Task description:
Go through the following data and transcribe exactly the stretch of lines from the one holding "use crate::domain::booking::SessionDraft;" to the one holding "Self::with_ttl(Duration::hours(DEFAULT_DRAFT_TTL_HOURS))", both included.

-*-*-

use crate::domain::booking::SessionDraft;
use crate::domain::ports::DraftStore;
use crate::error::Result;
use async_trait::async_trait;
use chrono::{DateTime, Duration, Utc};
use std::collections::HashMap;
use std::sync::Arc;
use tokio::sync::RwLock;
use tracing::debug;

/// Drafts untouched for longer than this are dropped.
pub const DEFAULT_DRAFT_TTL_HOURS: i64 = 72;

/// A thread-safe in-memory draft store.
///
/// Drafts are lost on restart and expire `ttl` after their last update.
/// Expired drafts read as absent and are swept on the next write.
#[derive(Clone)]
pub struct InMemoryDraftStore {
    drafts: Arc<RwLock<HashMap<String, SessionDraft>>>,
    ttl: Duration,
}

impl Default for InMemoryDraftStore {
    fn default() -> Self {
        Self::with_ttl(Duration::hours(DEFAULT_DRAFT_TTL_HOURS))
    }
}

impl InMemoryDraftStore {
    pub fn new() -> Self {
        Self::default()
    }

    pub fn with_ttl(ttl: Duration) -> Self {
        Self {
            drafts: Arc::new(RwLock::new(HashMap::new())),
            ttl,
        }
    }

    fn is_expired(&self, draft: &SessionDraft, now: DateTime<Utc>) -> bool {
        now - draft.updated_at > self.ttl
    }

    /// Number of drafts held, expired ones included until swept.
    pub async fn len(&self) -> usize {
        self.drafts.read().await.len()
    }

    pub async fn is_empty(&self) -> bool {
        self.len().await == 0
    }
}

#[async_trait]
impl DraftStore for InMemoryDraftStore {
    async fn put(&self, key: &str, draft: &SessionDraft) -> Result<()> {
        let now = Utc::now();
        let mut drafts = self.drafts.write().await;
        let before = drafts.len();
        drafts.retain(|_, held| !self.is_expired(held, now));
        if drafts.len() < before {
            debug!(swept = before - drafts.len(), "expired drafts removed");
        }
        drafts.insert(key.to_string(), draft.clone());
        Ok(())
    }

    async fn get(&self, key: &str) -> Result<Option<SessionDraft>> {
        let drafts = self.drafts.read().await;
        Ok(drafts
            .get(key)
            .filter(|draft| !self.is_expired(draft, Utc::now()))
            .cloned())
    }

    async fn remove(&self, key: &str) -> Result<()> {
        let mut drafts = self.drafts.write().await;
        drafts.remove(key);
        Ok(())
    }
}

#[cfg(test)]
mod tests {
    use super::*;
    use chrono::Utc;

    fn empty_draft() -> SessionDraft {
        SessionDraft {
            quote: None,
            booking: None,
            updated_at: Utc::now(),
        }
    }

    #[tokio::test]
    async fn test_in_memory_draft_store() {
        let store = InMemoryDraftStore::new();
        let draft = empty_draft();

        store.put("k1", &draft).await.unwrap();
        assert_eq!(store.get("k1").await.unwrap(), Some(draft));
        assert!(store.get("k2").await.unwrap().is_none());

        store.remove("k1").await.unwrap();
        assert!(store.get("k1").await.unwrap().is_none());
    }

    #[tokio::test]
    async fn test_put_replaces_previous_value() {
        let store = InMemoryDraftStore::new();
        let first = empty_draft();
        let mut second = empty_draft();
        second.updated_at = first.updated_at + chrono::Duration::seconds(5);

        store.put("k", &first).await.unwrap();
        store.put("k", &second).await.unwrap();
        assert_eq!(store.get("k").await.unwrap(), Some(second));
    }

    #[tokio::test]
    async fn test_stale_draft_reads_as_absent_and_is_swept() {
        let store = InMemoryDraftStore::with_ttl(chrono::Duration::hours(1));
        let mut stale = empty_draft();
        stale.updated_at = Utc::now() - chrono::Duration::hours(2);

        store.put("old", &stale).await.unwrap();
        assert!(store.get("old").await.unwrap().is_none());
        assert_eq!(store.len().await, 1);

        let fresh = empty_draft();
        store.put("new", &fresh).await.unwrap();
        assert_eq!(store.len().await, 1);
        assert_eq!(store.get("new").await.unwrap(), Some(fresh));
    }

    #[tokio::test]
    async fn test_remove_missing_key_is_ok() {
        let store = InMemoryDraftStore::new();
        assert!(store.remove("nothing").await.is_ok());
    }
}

-*-*-

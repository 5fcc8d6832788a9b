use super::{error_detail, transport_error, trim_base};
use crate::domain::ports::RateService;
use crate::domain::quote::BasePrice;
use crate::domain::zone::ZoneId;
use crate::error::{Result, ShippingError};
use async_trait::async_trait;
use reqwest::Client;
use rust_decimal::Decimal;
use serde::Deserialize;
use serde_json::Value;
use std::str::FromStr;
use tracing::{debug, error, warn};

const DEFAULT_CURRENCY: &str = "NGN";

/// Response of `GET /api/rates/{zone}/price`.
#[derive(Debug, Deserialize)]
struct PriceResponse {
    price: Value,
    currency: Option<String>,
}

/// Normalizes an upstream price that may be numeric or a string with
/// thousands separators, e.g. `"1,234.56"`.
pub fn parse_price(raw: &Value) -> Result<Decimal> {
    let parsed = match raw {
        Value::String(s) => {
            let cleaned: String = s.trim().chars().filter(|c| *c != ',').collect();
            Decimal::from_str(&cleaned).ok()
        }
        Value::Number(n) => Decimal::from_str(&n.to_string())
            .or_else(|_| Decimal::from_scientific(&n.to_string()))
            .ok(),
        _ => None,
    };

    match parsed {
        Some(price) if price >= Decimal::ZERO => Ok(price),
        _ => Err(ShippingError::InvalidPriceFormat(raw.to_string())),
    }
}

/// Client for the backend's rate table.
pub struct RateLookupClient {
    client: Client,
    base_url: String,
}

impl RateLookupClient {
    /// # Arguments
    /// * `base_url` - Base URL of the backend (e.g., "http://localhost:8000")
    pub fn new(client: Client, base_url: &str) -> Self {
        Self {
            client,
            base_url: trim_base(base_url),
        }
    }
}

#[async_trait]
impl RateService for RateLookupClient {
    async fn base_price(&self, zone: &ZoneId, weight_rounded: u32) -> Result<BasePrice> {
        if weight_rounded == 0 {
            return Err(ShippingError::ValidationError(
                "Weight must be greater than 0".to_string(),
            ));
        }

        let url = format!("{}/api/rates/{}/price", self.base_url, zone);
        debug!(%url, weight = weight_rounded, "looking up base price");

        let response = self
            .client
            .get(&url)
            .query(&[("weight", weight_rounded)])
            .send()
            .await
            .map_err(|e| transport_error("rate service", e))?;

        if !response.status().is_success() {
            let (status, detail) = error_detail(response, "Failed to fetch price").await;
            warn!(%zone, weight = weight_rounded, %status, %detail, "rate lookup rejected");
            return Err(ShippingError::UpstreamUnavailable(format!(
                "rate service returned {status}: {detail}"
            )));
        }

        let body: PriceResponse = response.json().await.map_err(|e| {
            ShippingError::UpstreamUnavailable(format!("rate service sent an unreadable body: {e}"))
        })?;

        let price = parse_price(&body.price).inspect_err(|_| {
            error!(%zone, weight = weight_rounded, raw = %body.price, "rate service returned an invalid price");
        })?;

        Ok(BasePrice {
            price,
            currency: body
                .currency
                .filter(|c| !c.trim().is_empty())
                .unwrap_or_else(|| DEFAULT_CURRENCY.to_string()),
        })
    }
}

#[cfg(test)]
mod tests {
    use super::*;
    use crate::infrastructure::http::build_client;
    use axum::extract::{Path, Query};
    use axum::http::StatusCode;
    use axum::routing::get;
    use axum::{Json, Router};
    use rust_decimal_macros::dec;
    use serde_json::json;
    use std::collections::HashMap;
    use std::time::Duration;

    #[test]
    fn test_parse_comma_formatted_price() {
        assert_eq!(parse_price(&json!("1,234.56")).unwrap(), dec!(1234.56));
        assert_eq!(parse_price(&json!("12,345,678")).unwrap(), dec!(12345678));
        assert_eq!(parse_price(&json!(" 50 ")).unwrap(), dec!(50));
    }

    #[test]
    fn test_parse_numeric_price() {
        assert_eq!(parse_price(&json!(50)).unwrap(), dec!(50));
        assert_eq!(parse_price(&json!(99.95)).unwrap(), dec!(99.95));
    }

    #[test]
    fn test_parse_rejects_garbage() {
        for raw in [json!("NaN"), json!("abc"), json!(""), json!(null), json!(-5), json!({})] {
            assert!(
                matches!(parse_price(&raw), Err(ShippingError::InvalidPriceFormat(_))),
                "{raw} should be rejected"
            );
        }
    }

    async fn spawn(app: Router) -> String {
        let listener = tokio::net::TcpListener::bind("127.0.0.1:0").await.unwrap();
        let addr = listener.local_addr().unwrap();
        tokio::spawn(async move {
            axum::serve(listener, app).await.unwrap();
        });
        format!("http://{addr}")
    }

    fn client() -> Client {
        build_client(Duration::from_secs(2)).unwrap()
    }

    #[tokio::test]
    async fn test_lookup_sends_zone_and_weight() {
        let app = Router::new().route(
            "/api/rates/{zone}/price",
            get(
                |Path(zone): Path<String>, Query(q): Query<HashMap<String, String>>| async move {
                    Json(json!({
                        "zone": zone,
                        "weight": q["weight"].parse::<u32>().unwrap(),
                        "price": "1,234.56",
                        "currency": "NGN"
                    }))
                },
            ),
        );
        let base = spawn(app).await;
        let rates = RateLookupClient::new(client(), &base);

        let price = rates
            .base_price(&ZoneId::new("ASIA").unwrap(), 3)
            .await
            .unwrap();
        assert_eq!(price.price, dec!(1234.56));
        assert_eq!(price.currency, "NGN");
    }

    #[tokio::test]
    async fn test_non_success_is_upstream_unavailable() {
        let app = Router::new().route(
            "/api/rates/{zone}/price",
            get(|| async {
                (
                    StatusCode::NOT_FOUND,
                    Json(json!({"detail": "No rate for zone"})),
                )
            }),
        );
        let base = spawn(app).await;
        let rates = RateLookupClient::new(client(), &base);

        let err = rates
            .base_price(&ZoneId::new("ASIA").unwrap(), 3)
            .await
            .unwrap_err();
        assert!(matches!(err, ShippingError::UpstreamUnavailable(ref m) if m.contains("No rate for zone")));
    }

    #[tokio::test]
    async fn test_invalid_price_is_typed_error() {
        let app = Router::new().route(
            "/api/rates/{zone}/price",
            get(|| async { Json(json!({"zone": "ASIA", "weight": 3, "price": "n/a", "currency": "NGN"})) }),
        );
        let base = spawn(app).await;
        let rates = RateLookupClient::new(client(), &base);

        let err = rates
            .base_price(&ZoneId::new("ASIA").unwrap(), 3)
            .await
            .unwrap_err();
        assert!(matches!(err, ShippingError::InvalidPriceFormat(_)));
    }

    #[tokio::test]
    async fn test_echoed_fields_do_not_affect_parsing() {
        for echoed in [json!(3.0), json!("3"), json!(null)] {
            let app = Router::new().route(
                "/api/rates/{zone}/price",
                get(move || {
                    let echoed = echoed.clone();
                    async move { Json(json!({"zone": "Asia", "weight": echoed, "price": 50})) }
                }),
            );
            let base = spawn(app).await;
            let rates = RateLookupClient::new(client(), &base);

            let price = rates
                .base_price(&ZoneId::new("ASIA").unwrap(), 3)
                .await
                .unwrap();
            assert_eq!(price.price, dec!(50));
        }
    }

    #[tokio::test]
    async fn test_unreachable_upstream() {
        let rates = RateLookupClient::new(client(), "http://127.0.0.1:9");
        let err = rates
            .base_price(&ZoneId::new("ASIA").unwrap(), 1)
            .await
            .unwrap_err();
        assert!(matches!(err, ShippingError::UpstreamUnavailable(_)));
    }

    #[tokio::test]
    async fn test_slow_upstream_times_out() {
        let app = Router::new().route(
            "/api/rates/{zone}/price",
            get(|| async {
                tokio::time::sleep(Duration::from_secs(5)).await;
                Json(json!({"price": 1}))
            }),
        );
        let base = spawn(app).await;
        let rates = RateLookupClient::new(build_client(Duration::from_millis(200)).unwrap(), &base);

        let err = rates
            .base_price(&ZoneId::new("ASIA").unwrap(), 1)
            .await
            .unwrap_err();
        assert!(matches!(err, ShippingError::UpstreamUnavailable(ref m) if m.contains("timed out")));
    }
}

-*-*-

Exercise solution:
use crate::domain::booking::SessionDraft;
use crate::domain::ports::DraftStore;
use crate::error::Result;
use async_trait::async_trait;
use chrono::{DateTime, Duration, Utc};
use std::collections::HashMap;
use std::sync::Arc;
use tokio::sync::RwLock;
use tracing::debug;

/// Drafts untouched for longer than this are dropped.
pub const DEFAULT_DRAFT_TTL_HOURS: i64 = 72;

/// A thread-safe in-memory draft store.
///
/// Drafts are lost on restart and expire `ttl` after their last update.
/// Expired drafts read as absent and are swept on the next write.
#[derive(Clone)]
pub struct InMemoryDraftStore {
    drafts: Arc<RwLock<HashMap<String, SessionDraft>>>,
    ttl: Duration,
}

impl Default for InMemoryDraftStore {
    fn default() -> Self {
        Self::with_ttl(Duration::hours(DEFAULT_DRAFT_TTL_HOURS))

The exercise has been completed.